1. Constant Pointers
A constant pointer is a pointer that cannot change the address its holding. In other words, we can say that once a constant pointer points to a variable then it cannot point to any other variable.

Sample Declaration: int * const ptr;

Sample code

int main()
  int num[2] = {1,2};
  int* const ptr = &num[0];

  printf("%d",*ptr); // This will print 1

  *ptr = 5;
  printf("%d",*ptr); // This will print 5

  ptr++; //This is an compilation error 

Note: We must initialize the pointer at the time of declaration as following will give the error.

int* const ptr;
ptr = &num[0];

2. Pointer to a Constant
A pointer through which cannot change the value of variable it points is known as a pointer to constant. These type of pointers can change the address they point to but cannot change the value at that address.

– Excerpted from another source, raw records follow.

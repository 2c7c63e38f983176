use std::sync::Arc;

use anyhow::Result;
use async_trait::async_trait;
use mercado_core::domain::{
    ChatId, Message, MessageId, MessageRecord, NewMessage, Timestamp, conversation,
};
use mercado_core::store::{Collection, DocumentStore};

use super::documents::Documents;

#[async_trait]
pub trait MessageRepository: Send + Sync {
    async fn create(&self, new_message: NewMessage) -> Result<MessageRecord>;
    /// Messages of one chat, oldest first. `None` when no message has ever been stored.
    async fn list_by_chat(&self, chat_id: &ChatId) -> Result<Option<Vec<MessageRecord>>>;
}

pub struct StoreMessageRepository {
    documents: Documents<Message>,
}

impl StoreMessageRepository {
    pub fn new(store: Arc<dyn DocumentStore>) -> Self {
        Self {
            documents: Documents::new(store, Collection::Messages),
        }
    }
}

#[async_trait]
impl MessageRepository for StoreMessageRepository {
    async fn create(&self, new_message: NewMessage) -> Result<MessageRecord> {
        let message = new_message.send(Timestamp::now());
        let key = self.documents.insert(&message).await?;

        Ok(MessageRecord {
            id: MessageId::from(key),
            message,
        })
    }

    async fn list_by_chat(&self, chat_id: &ChatId) -> Result<Option<Vec<MessageRecord>>> {
        let entries = self.documents.all().await?;
        Ok(entries.map(|entries| {
            let records = entries
                .into_iter()
                .map(|(key, message)| MessageRecord {
                    id: MessageId::from(key),
                    message,
                })
                .collect();
            conversation(records, chat_id)
        }))
    }
}
//! Bazaar Market Simulation
//!
//! Tick-driven simulation of a single-instrument continuous double auction:
//!
//! - **Generator**: random limit orders around the current price
//! - **News**: temporary directional price pressure
//! - **Mean Reversion**: pull toward the trailing average price
//! - **Order Book**: bounded bids/asks with random eviction
//! - **Matching Engine**: price-time priority crossing
//! - **Simulation**: the per-tick scheduler and snapshot producer
//!
//! ## Tick pipeline
//!
//! ```text
//!   news.advance ─► reversion.update ─► generate 1..3 orders ─► book.insert
//!                                                                  │
//!   TickReport ◄─ history.push ◄─ matching.cross ◄─ enforce_capacity ◄┘
//! ```
//!
//! The core is synchronous and single-threaded. All randomness flows
//! through the one generator handed to [`MarketSimulation::new`], so a
//! seeded run is fully reproducible.

pub mod config;
pub mod error;
pub mod generator;
pub mod matching_engine;
pub mod mean_reversion;
pub mod news;
pub mod order_book;
pub mod simulation;
pub mod snapshot;

// Re-export main types
pub use config::{MeanReversionConfig, NewsBiasConfig, SimulationConfig};
pub use error::{Result, SimulationError};
pub use generator::RandomOrderGenerator;
pub use matching_engine::{CrossOutcome, MatchingEngine};
pub use mean_reversion::MeanReversionTracker;
pub use news::{NewsBias, NewsBiasController, NewsDirection, NewsTransition};
pub use order_book::OrderBook;
pub use simulation::{MarketSimulation, SimulationStats};
pub use snapshot::{MarketSnapshot, TickReport};

// Re-export domain types for convenience
pub use bazaar_core::{CompletedOrder, Order, OrderId, Price, PricePoint, Quantity, Side, Tick, Trade};
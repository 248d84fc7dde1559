use bazaar_runner::cli::USAGE;
use bazaar_runner::{Command, SimulationHost, StopReason, parse_args, render_snapshot};
use log::{info, warn};
use tokio::sync::broadcast::error::RecvError;

#[tokio::main]
async fn main() {
    env_logger::Builder::from_env(env_logger::Env::default().default_filter_or("info")).init();

    let config = match parse_args(std::env::args().skip(1)) {
        Ok(Command::Run(config)) => config,
        Ok(Command::Help) => {
            eprintln!("{}", USAGE);
            return;
        }
        Err(e) => {
            eprintln!("Error: {}", e);
            eprintln!("{}", USAGE);
            std::process::exit(2);
        }
    };

    let depth = config.display_depth;
    let host = match SimulationHost::new(config) {
        Ok(host) => host,
        Err(e) => {
            eprintln!("Error: {}", e);
            std::process::exit(2);
        }
    };

    let stop = host.stop_handle();
    tokio::spawn(async move {
        if tokio::signal::ctrl_c().await.is_ok() {
            info!("Ctrl-C received, stopping");
            stop.stop();
        }
    });

    let mut snapshots = host.subscribe();
    let renderer = tokio::spawn(async move {
        loop {
            match snapshots.recv().await {
                Ok(snapshot) => println!("{}", render_snapshot(&snapshot, depth)),
                Err(RecvError::Lagged(skipped)) => {
                    warn!("Console fell behind, skipped {} snapshots", skipped)
                }
                Err(RecvError::Closed) => break,
            }
        }
    });

    let report = host.run().await;
    let _ = renderer.await;

    println!(
        "Finished at tick {} (seed {}): price {:.2}, {} trades, {} units traded, {} orders evicted",
        report.final_snapshot.tick,
        report.seed,
        report.final_snapshot.current_price,
        report.stats.trades,
        report.stats.volume,
        report.stats.evicted
    );

    if let StopReason::Fault(e) = report.reason {
        eprintln!("Simulation fault: {}", e);
        std::process::exit(1);
    }
}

Sample Declaration: const int* ptr;

Sample Code

int main(void)
    int var1 = 0;
    const int* ptr = &var1;
    *ptr = 1; // Invalid operation as ptr is pointer to a constant

3. Constant Pointer to a Constant
This type is a pointer which is mix of first two which means that a pointer can not point to another variable neither change the value of the variable it point to.

Sample Declaration: const int* const ptr;

Sample Code

int main()
  int num[2] = {1,2};
  const int* const ptr = &num[0];

  printf("%d",*ptr); // This will print 1

  *ptr = 5; // This is a compilation error

  ptr++; //This is an compilation error